During his campaign, Trump frequently promised to reduce income taxes, and a House and Senate dominated by Republicans will almost certainly agree to whatever he proposes. But primary care doctors likely won’t see much difference in their after-tax incomes, says Mike Arnow, CPA, CFP, senior director of financial planning for Sattell, Johnson, Appel Financial Advisory in Milwaukee, Wisconsin.
Trump has proposed consolidating the current seven income tax brackets income into three, thereby eliminating the top two brackets of 39.6% and 35%. Arnow points out that those brackets apply on adjusted gross incomes (AGI) starting at $470,000 and $416,000, respectively, for married couples filing jointly-amounts likely to exclude most primary care providers.

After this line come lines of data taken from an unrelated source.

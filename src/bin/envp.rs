// src/bin/envp.rs

//! The `envp` command line entry point.

use anyhow::Result;
use clap::Parser;
use colored::*;
use envp::{
    cli::{Cli, dispatcher, handlers::commons::HandlerContext, split_command_line},
    system::shell::LaunchError,
};
use std::env;

/// The main entry point of the `envp` application.
/// It sets up logging, parses arguments, dispatches to the correct handler,
/// and performs centralized error handling.
fn main() {
    env_logger::init();

    if let Err(e) = run_cli() {
        // A command that ran and failed already reported its own error;
        // hand its exit code back to the caller unchanged.
        if let Some(code) = e.downcast_ref::<LaunchError>().and_then(LaunchError::exit_code) {
            log::debug!("Child command exited with code {}", code);
            std::process::exit(code);
        }

        eprintln!("\n{}: {:#}", "Error".red().bold(), e);
        std::process::exit(1);
    }
}

fn run_cli() -> Result<()> {
    let (head, command) = split_command_line(env::args().collect());
    let cli = Cli::parse_from(head);
    log::debug!("CLI args parsed: {:?}", cli);

    let ctx = HandlerContext::new(cli.config);
    dispatcher::dispatch(cli.args, command, &ctx)
}
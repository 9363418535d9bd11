//! `envp delete`: removes a profile, asking first unless `--yes`.

use anyhow::Result;
use clap::Parser;
use colored::*;

use crate::cli::handlers::commons::{self, HandlerContext};

const EXAMPLE: &str = t!("delete.example");

#[derive(Parser, Debug, Default)]
#[command(no_binary_name = true, about = t!("delete.about"))]
struct DeleteArgs {
    /// Profile to delete. Defaults to the default profile.
    name: Option<String>,

    /// Deletes without asking for confirmation.
    #[arg(short = 'y', long = "yes")]
    yes: bool,
}

/// Handles `envp delete <name> [--yes]`.
pub fn handle(args: Vec<String>, ctx: &HandlerContext) -> Result<()> {
    let delete_args = DeleteArgs::try_parse_from(&args)?;

    let store = ctx.open_store()?;
    let mut config = store.read()?;

    let (name, is_default, has_children) = {
        let resolved = config
            .current_profile(delete_args.name.as_deref())
            .map_err(|e| commons::with_example(e, EXAMPLE))?;
        (
            resolved.name.to_string(),
            resolved.is_default,
            !resolved.profile.children.is_empty(),
        )
    };

    if is_default {
        println!("{}", format!(t!("delete.warning.default"), name = name).yellow());
    }
    if has_children {
        println!("{}", format!(t!("delete.warning.children"), name = name).yellow());
    }

    if !delete_args.yes {
        let prompt = format!(t!("delete.prompt.confirm"), name = name.red());
        if !commons::confirm(&prompt)? {
            println!("{}", t!("common.info.operation_cancelled"));
            return Ok(());
        }
    }

    let default_cleared = config.delete_profile(&name)?;
    let expected = format!(t!("delete.verify"), name = name);
    config.commit_verified(&expected, |saved| saved.profiles.find(&name).is_err())?;

    println!(
        "{} {}",
        t!("common.success").green().bold(),
        format_args!(t!("delete.success"), name = name.cyan())
    );
    if default_cleared {
        println!("{}", t!("delete.info.default_cleared").yellow());
    }
    Ok(())
}
//! Command line parsing, help rendering and command dispatch.

use clap::Parser;

pub mod dispatcher;
pub mod handlers;

/// Builds the color-aware help string at runtime.
fn build_help_string() -> &'static str {
    // Replaces the semantic tags of the template (`<title>`, `<cmd>`, ...)
    // with ANSI styles, or with nothing when colors are off.
    let use_colors = colored::control::SHOULD_COLORIZE.should_colorize();

    let template = t!("cli.help.template");

    let title = if use_colors { "\x1b[1;33m" } else { "" }; // Bold Yellow
    let hl = if use_colors { "\x1b[1;36m" } else { "" }; // Bold Cyan
    let cmd = if use_colors { "\x1b[36m" } else { "" }; // Cyan
    let err = if use_colors { "\x1b[91m" } else { "" }; // Bright Red
    let dim = if use_colors { "\x1b[2m" } else { "" };
    let reset = if use_colors { "\x1b[0m" } else { "" };

    let formatted_string = template
        .replace("<title>", title)
        .replace("</title>", reset)
        .replace("<hl>", hl)
        .replace("</hl>", reset)
        .replace("<cmd>", cmd)
        .replace("</cmd>", reset)
        .replace("<err>", err)
        .replace("</err>", reset)
        .replace("<dim>", dim)
        .replace("</dim>", reset);

    Box::leak(formatted_string.into_boxed_str())
}

/// envp: environment variable profiles for your shell sessions and commands.
///
/// Only the part of the command line before the first `--` is parsed here;
/// everything after it is the command to run and is handed to the
/// dispatcher untouched.
#[derive(Parser, Debug)]
#[command(
    name = "envp",
    author,
    version,
    about,
    help_template = { build_help_string() },
    styles = clap::builder::Styles::styled()
        .header(clap::builder::styling::AnsiColor::Yellow.on_default().bold())
        .usage(clap::builder::styling::AnsiColor::Yellow.on_default().bold())
        .literal(clap::builder::styling::AnsiColor::Cyan.on_default().bold())
        .placeholder(clap::builder::styling::AnsiColor::Green.on_default()),
)]
#[command(disable_help_subcommand = true)]
#[command(trailing_var_arg = true)]
pub struct Cli {
    /// Path of the profile store. Defaults to `~/.config/envp/config.yaml`.
    #[arg(long, value_name = "PATH", env = "ENVP_CONFIG")]
    pub config: Option<String>,

    /// The command name (or profile name) and its arguments.
    #[arg(allow_hyphen_values = true)]
    pub args: Vec<String>,
}

/// Splits a raw command line at the first `--`.
///
/// Returns the part clap should parse and, if a `--` was present, the
/// command that follows it.
pub fn split_command_line(argv: Vec<String>) -> (Vec<String>, Option<Vec<String>>) {
    match argv.iter().position(|arg| arg == "--") {
        Some(dash) => {
            let mut head = argv;
            let command = head.split_off(dash).into_iter().skip(1).collect();
            (head, Some(command))
        }
        None => (argv, None),
    }
}

#[cfg(test)]
mod tests {
    use super::*;

    fn argv(items: &[&str]) -> Vec<String> {
        items.iter().map(|s| s.to_string()).collect()
    }

    #[test]
    fn test_split_command_line() {
        let (head, command) = split_command_line(argv(&["envp", "p1", "--", "kubectl", "--", "x"]));
        assert_eq!(head, argv(&["envp", "p1"]));
        assert_eq!(command, Some(argv(&["kubectl", "--", "x"])));

        let (head, command) = split_command_line(argv(&["envp", "list"]));
        assert_eq!(head, argv(&["envp", "list"]));
        assert_eq!(command, None);

        let (head, command) = split_command_line(argv(&["envp", "--"]));
        assert_eq!(head, argv(&["envp"]));
        assert_eq!(command, Some(Vec::new()));
    }

    #[test]
    fn test_cli_parses_global_config_flag() {
        let cli = Cli::try_parse_from(argv(&["envp", "--config", "/tmp/envp.yaml", "show", "--export"]))
            .unwrap();
        assert_eq!(cli.config.as_deref(), Some("/tmp/envp.yaml"));
        assert_eq!(cli.args, argv(&["show", "--export"]));
    }
}
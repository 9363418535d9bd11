//! # Profile Tree
//!
//! Path-addressed operations over the nested `Profiles` namespace. A path is a
//! dot-delimited list of segments (`lab.cluster1`); every operation walks the
//! tree from the root, so nodes never need to know their parent.
//!
//! `Config` lookups built on top of the tree (default profile, current
//! profile) live here as well, since they share the same error taxonomy.

use crate::{
    constants::{PROFILE_PATH_DELIMITER, RESERVED_PROFILE_KEYS},
    models::{Config, Profile, Profiles, ResolvedProfile},
};
use thiserror::Error;

/// Represents errors that can occur while addressing profiles by path.
#[derive(Error, Debug, Clone, PartialEq, Eq)]
pub enum ProfileError {
    /// The given profile path is empty or only whitespace.
    #[error("input profile name is empty")]
    ProfileNameEmpty,
    /// A segment of the path is not a valid profile name.
    #[error("invalid profile name '{name}': {reason}")]
    InvalidProfileName {
        /// The full path that was rejected.
        name: String,
        /// Why the path was rejected.
        reason: &'static str,
    },
    /// No profile exists at the given path.
    #[error("profile {0} is not existing")]
    ProfileNotExisting(String),
    /// An intermediate group of the path does not exist.
    #[error("parent profile of {0} is not existing")]
    ParentNotExisting(String),
    /// Replacing the node would discard its nested profiles.
    #[error("profile {0} has nested profiles and cannot be replaced; edit it instead")]
    ProfileHasChildren(String),
    /// No profile was given and the store has no default.
    #[error("default profile is not set. please set default profile")]
    DefaultProfileNotSet,
}

impl ProfileError {
    /// Errors caused by how the profile was selected; the CLI reprints the
    /// command's usage example for these.
    pub fn is_selection_error(&self) -> bool {
        matches!(self, Self::ProfileNameEmpty | Self::DefaultProfileNotSet)
    }
}

type ProfileResult<T> = Result<T, ProfileError>;

/// Splits and validates a dotted profile path.
fn split_path(path: &str) -> ProfileResult<Vec<&str>> {
    if path.trim().is_empty() {
        return Err(ProfileError::ProfileNameEmpty);
    }

    let segments: Vec<&str> = path.split(PROFILE_PATH_DELIMITER).collect();
    for segment in &segments {
        let reason = if segment.is_empty() {
            Some("empty segment between delimiters")
        } else if segment.chars().any(char::is_whitespace) {
            Some("whitespace is not allowed")
        } else if RESERVED_PROFILE_KEYS.contains(segment) {
            Some("the name is reserved for profile fields")
        } else {
            None
        };
        if let Some(reason) = reason {
            return Err(ProfileError::InvalidProfileName {
                name: path.to_string(),
                reason,
            });
        }
    }
    Ok(segments)
}

impl Profiles {
    /// Finds the profile at `path`.
    pub fn find(&self, path: &str) -> ProfileResult<&Profile> {
        let segments = split_path(path)?;
        self.walk(&segments)
            .ok_or_else(|| ProfileError::ProfileNotExisting(path.to_string()))
    }

    /// Finds the profile at `path` for in-place editing. Children are kept.
    pub fn find_mut(&mut self, path: &str) -> ProfileResult<&mut Profile> {
        let segments = split_path(path)?;
        self.walk_mut(&segments)
            .ok_or_else(|| ProfileError::ProfileNotExisting(path.to_string()))
    }

    /// Finds the parent of the profile at `path`.
    ///
    /// A single-segment path lives at the root and yields `Ok(None)`.
    pub fn find_parent(&self, path: &str) -> ProfileResult<Option<&Profile>> {
        let segments = split_path(path)?;
        match segments.split_last() {
            Some((_, parents)) if !parents.is_empty() => self
                .walk(parents)
                .map(Some)
                .ok_or_else(|| ProfileError::ParentNotExisting(path.to_string())),
            _ => Ok(None),
        }
    }

    /// Stores `profile` at `path`, creating intermediate groups as needed.
    ///
    /// An existing node without children is replaced. A node that already has
    /// children is never replaced, so a subtree cannot be dropped by accident.
    pub fn set(&mut self, path: &str, profile: Profile) -> ProfileResult<()> {
        let segments = split_path(path)?;
        let Some((leaf, parents)) = segments.split_last() else {
            return Err(ProfileError::ProfileNameEmpty);
        };

        let mut siblings = &mut self.0;
        for segment in parents {
            siblings = &mut siblings.entry((*segment).to_string()).or_default().children.0;
        }

        if siblings.get(*leaf).is_some_and(|existing| !existing.children.is_empty()) {
            return Err(ProfileError::ProfileHasChildren(path.to_string()));
        }

        log::debug!("Setting profile '{}'", path);
        siblings.insert((*leaf).to_string(), profile);
        Ok(())
    }

    /// Removes the profile at `path` together with its nested profiles.
    pub fn delete(&mut self, path: &str) -> ProfileResult<()> {
        let segments = split_path(path)?;
        let Some((leaf, parents)) = segments.split_last() else {
            return Err(ProfileError::ProfileNameEmpty);
        };

        let siblings = if parents.is_empty() {
            &mut self.0
        } else {
            &mut self
                .walk_mut(parents)
                .ok_or_else(|| ProfileError::ProfileNotExisting(path.to_string()))?
                .children
                .0
        };

        log::debug!("Deleting profile '{}'", path);
        siblings
            .remove(*leaf)
            .map(|_| ())
            .ok_or_else(|| ProfileError::ProfileNotExisting(path.to_string()))
    }

    /// Lists the dotted paths of every node carrying at least one env entry.
    ///
    /// Groups without envs are skipped but still descended into. The result
    /// is sorted and free of duplicates.
    pub fn list_names(&self) -> Vec<String> {
        let mut names = Vec::new();
        collect_names("", self, &mut names);
        names.sort();
        names.dedup();
        names
    }

    fn walk(&self, segments: &[&str]) -> Option<&Profile> {
        let (first, rest) = segments.split_first()?;
        let mut node = self.0.get(*first)?;
        for segment in rest {
            node = node.children.0.get(*segment)?;
        }
        Some(node)
    }

    fn walk_mut(&mut self, segments: &[&str]) -> Option<&mut Profile> {
        let (first, rest) = segments.split_first()?;
        let mut node = self.0.get_mut(*first)?;
        for segment in rest {
            node = node.children.0.get_mut(*segment)?;
        }
        Some(node)
    }
}

/// Depth-first walk building `parent.child` names.
fn collect_names(prefix: &str, profiles: &Profiles, names: &mut Vec<String>) {
    for (name, profile) in profiles.iter() {
        let full_name = if prefix.is_empty() {
            name.clone()
        } else {
            format!("{}{}{}", prefix, PROFILE_PATH_DELIMITER, name)
        };
        if !profile.env.is_empty() {
            names.push(full_name.clone());
        }
        collect_names(&full_name, &profile.children, names);
    }
}

impl Config {
    /// Looks up a profile by path and flags whether it is the default.
    pub fn profile<'a>(&'a self, name: &'a str) -> ProfileResult<ResolvedProfile<'a>> {
        let profile = self.profiles.find(name)?;
        Ok(ResolvedProfile {
            name,
            profile,
            is_default: self.default == name,
        })
    }

    /// Looks up the default profile.
    pub fn default_profile(&self) -> ProfileResult<ResolvedProfile<'_>> {
        if self.default.is_empty() {
            return Err(ProfileError::DefaultProfileNotSet);
        }
        self.profile(&self.default)
    }

    /// The explicitly named profile, or the default one when `name` is `None`.
    pub fn current_profile<'a>(&'a self, name: Option<&'a str>) -> ProfileResult<ResolvedProfile<'a>> {
        match name {
            Some(name) => self.profile(name),
            None => self.default_profile(),
        }
    }

    /// Stores a profile at `name` (see [`Profiles::set`]).
    pub fn set_profile(&mut self, name: &str, profile: Profile) -> ProfileResult<()> {
        self.profiles.set(name, profile)
    }

    /// Deletes a profile. Returns `true` when the default profile pointed at
    /// the deleted node (or inside it) and was cleared.
    pub fn delete_profile(&mut self, name: &str) -> ProfileResult<bool> {
        self.profiles.delete(name)?;

        let nested_prefix = format!("{}{}", name, PROFILE_PATH_DELIMITER);
        let default_removed = self.default == name || self.default.starts_with(&nested_prefix);
        if default_removed {
            log::debug!("Clearing default profile '{}'", self.default);
            self.default.clear();
        }
        Ok(default_removed)
    }

    /// Makes `name` the default profile. The profile must exist.
    pub fn set_default(&mut self, name: &str) -> ProfileResult<()> {
        self.profiles.find(name)?;
        self.default = name.to_string();
        Ok(())
    }
}
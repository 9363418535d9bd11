//! `envp show`: prints a profile's variables.

use anyhow::{Result, anyhow};
use clap::Parser;

use crate::cli::handlers::commons::{self, HandlerContext};

const EXAMPLE: &str = t!("show.example");

#[derive(Parser, Debug, Default)]
#[command(no_binary_name = true, about = t!("show.about"))]
struct ShowArgs {
    /// Profile to show. Defaults to the default profile.
    name: Option<String>,

    /// Prints `export` statements that can be passed to `eval`.
    #[arg(short, long)]
    export: bool,
}

/// Handles `envp show [profile] [--export]`.
pub fn handle(args: Vec<String>, ctx: &HandlerContext) -> Result<()> {
    let show_args = ShowArgs::try_parse_from(&args)?;

    let store = ctx.open_store()?;
    let config = store.read()?;
    let resolved = config
        .current_profile(show_args.name.as_deref())
        .map_err(|e| commons::with_example(e, EXAMPLE))?;

    if show_args.export {
        println!("{}", t!("show.export_header"));
        for env in &resolved.profile.env {
            let value = shlex::try_quote(&env.value)
                .map_err(|_| anyhow!(t!("show.error.unquotable"), name = env.name))?;
            println!("export {}={}", env.name, value);
        }
        return Ok(());
    }

    for env in &resolved.profile.env {
        println!("{}", env);
    }
    Ok(())
}
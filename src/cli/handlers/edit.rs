//! `envp edit`: changes a profile's description and variables.

use anyhow::Result;
use clap::Parser;
use colored::*;

use crate::{
    cli::handlers::commons::{self, HandlerContext},
    models::Env,
};

const EXAMPLE: &str = t!("edit.example");

#[derive(Parser, Debug, Default)]
#[command(no_binary_name = true, about = t!("edit.about"))]
struct EditArgs {
    /// Name of the profile to edit.
    name: String,

    /// New description. Left unchanged when omitted.
    #[arg(short, long)]
    desc: Option<String>,

    /// Environment variable to add or update, as `NAME=VALUE`. Repeatable.
    #[arg(short, long = "env", value_name = "NAME=VALUE")]
    env: Vec<String>,
}

/// Handles `envp edit <name> [--desc ..] [-e NAME=VALUE]...`.
pub fn handle(args: Vec<String>, ctx: &HandlerContext) -> Result<()> {
    let edit_args = EditArgs::try_parse_from(&args)?;
    let name = edit_args.name.trim().to_string();

    let store = ctx.open_store()?;
    let mut config = store.read()?;

    let profile = config
        .profiles
        .find_mut(&name)
        .map_err(|e| commons::with_example(e, EXAMPLE))?;

    if let Some(desc) = edit_args.desc.filter(|d| !d.is_empty()) {
        profile.desc = desc;
    }
    if !edit_args.env.is_empty() {
        profile.env = commons::merge_env_flags(&profile.env, &edit_args.env);
    }
    let expected_env: Vec<Env> = profile.env.clone();

    let expected = format!(t!("edit.verify"), name = name);
    config.commit_verified(&expected, |saved| {
        saved
            .profiles
            .find(&name)
            .is_ok_and(|p| p.env == expected_env)
    })?;

    println!(
        "{} {}",
        t!("common.success").green().bold(),
        format_args!(t!("edit.success"), name = name.cyan())
    );
    Ok(())
}
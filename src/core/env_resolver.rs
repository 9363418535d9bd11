//! # Env Resolver
//!
//! Turns the raw env list of a profile into final values. Entries are
//! resolved in list order, so a value may refer to any sibling defined above
//! it. Each value goes through exactly one of:
//!
//! - **Command substitution** (`$(...)`): the fragment runs through `sh -c`
//!   with the base environment plus the siblings resolved so far, and its
//!   stdout (trailing newlines trimmed) becomes the value.
//! - **Interpolation**: `$VAR` / `${VAR}` references are expanded against the
//!   resolved siblings first, then the base environment. Unknown variables
//!   expand to an empty string, as in a shell.
//!
//! A leading `~` or `$HOME` is replaced with the home directory before
//! either step. A failed substitution keeps the original value and is
//! reported; resolution carries on with the remaining entries.

use crate::{
    core::paths,
    models::Env,
    system::executor::{self, EnvMap},
};
use lazy_static::lazy_static;
use regex::Regex;
use std::{env, fmt, path::PathBuf};

lazy_static! {
    static ref COMMAND_SUBSTITUTION: Regex =
        Regex::new(r"(?s)^\$\((.*)\)").expect("command substitution pattern is valid");
}

/// A single env entry that could not be resolved.
#[derive(Debug, Clone, PartialEq, Eq)]
pub struct VariableError {
    /// Variable name.
    pub name: String,
    /// Why its value could not be resolved.
    pub reason: String,
}

impl fmt::Display for VariableError {
    fn fmt(&self, f: &mut fmt::Formatter<'_>) -> fmt::Result {
        write!(f, "error parsing value of {}: {}", self.name, self.reason)
    }
}

/// All the per-variable failures of one resolution pass.
#[derive(Debug, Clone, PartialEq, Eq)]
pub struct EnvResolveError {
    /// One entry per failed variable, in list order.
    pub errors: Vec<VariableError>,
}

impl EnvResolveError {
    /// Names of the variables that failed, in list order.
    pub fn names(&self) -> Vec<&str> {
        self.errors.iter().map(|e| e.name.as_str()).collect()
    }
}

impl fmt::Display for EnvResolveError {
    fn fmt(&self, f: &mut fmt::Formatter<'_>) -> fmt::Result {
        let lines: Vec<String> = self.errors.iter().map(ToString::to_string).collect();
        write!(f, "{}", lines.join("\n"))
    }
}

impl std::error::Error for EnvResolveError {}

/// Resolves profile env values against a home directory and a base
/// environment. It holds no state between calls.
#[derive(Debug, Clone)]
pub struct EnvResolver {
    home: Option<PathBuf>,
    base_env: EnvMap,
}

impl EnvResolver {
    /// `home` expands `~`; `base_env` feeds interpolation and substitutions.
    pub fn new(home: Option<PathBuf>, base_env: EnvMap) -> Self {
        Self { home, base_env }
    }

    /// A resolver over the current user's home and the process environment.
    pub fn from_process() -> Self {
        Self::new(paths::home_dir().ok(), env::vars().collect())
    }

    /// The base environment substitutions and interpolation read from.
    pub fn base_env(&self) -> &EnvMap {
        &self.base_env
    }

    /// Resolves every value of `envs` in place.
    ///
    /// On failure the offending entries keep their original value and the
    /// returned error lists all of them.
    pub fn resolve(&self, envs: &mut [Env]) -> Result<(), EnvResolveError> {
        let mut errors = Vec::new();

        for index in 0..envs.len() {
            let (resolved, pending) = envs.split_at_mut(index);
            let Some((current, _)) = pending.split_first_mut() else {
                break;
            };

            match self.resolve_value(&current.value, resolved) {
                Ok(value) => current.value = value,
                Err(reason) => {
                    log::debug!("Could not resolve '{}': {}", current.name, reason);
                    errors.push(VariableError {
                        name: current.name.clone(),
                        reason,
                    });
                }
            }
        }

        if errors.is_empty() {
            Ok(())
        } else {
            Err(EnvResolveError { errors })
        }
    }

    fn resolve_value(&self, raw: &str, resolved: &[Env]) -> Result<String, String> {
        let value = match &self.home {
            Some(home) => paths::expand_home(raw, home),
            None => raw.to_string(),
        };

        if let Some(captures) = COMMAND_SUBSTITUTION.captures(&value) {
            let script = captures.get(1).map_or("", |m| m.as_str());
            let remainder = captures
                .get(0)
                .and_then(|m| value.get(m.end()..))
                .unwrap_or_default();
            let output = self.substitute_command(script, resolved)?;
            if output.is_empty() && !raw.is_empty() {
                return Err("command produced no output".to_string());
            }
            return Ok(format!("{}{}", output, remainder));
        }

        let expanded = shellexpand::env_with_context_no_errors(&value, |name: &str| {
            Some(
                lookup(resolved, name)
                    .or_else(|| self.base_env.get(name).map(String::as_str))
                    .unwrap_or_default()
                    .to_string(),
            )
        });
        Ok(expanded.into_owned())
    }

    fn substitute_command(&self, script: &str, resolved: &[Env]) -> Result<String, String> {
        let mut env_vars = self.base_env.clone();
        env_vars.extend(resolved.iter().map(|e| (e.name.clone(), e.value.clone())));

        let output = executor::execute_and_capture_output(script, &env_vars)
            .map_err(|e| format!("error executing script: {}", e))?;
        Ok(output.trim_end_matches(['\r', '\n']).to_string())
    }
}

/// The latest definition of `name` among already-resolved siblings.
fn lookup<'a>(resolved: &'a [Env], name: &str) -> Option<&'a str> {
    resolved
        .iter()
        .rev()
        .find(|e| e.name == name)
        .map(|e| e.value.as_str())
}
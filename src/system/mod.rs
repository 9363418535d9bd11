//! # System Interaction Layer
//!
//! The boundary between profile logic and the operating system.
//!
//! ## Modules
//!
//! - **`executor`**: Spawns child processes with a fully composed environment,
//!   either as a direct command, through `sh -c`, or capturing stdout for
//!   command substitution.
//! - **`shell`**: Launches a profile session (`envp start`, `envp -- cmd`):
//!   resolves the profile's env, runs its init scripts and hands the terminal
//!   to the command or the user's shell.

pub mod executor;
pub mod shell;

However the ACA did include a 3.8% bump in the Medicare tax on AGIs starting at $250,000 for married couples filing jointly. “There we could start picking up some PCPs, especially in a two-income family,” Arnow says. The legislation also included a 0.9% Medicare payroll tax increase on compensation of $250,000 for married joint filers and $200,000 for single filer that took effect at the start of 2013. Repealing that tax also would benefit many PCPs, Arnow points out.
Arnow adds that nothing in the Trump administration’s tax proposals has caused him to change what he calls his “three brown bag” advice to clients: one bag is for discarding unopened stock investment statements, the second is for packing lunches as a way to spend less and save more, and the third is for “breathing into when you watch cable TV news until your lightheadedness goes away.”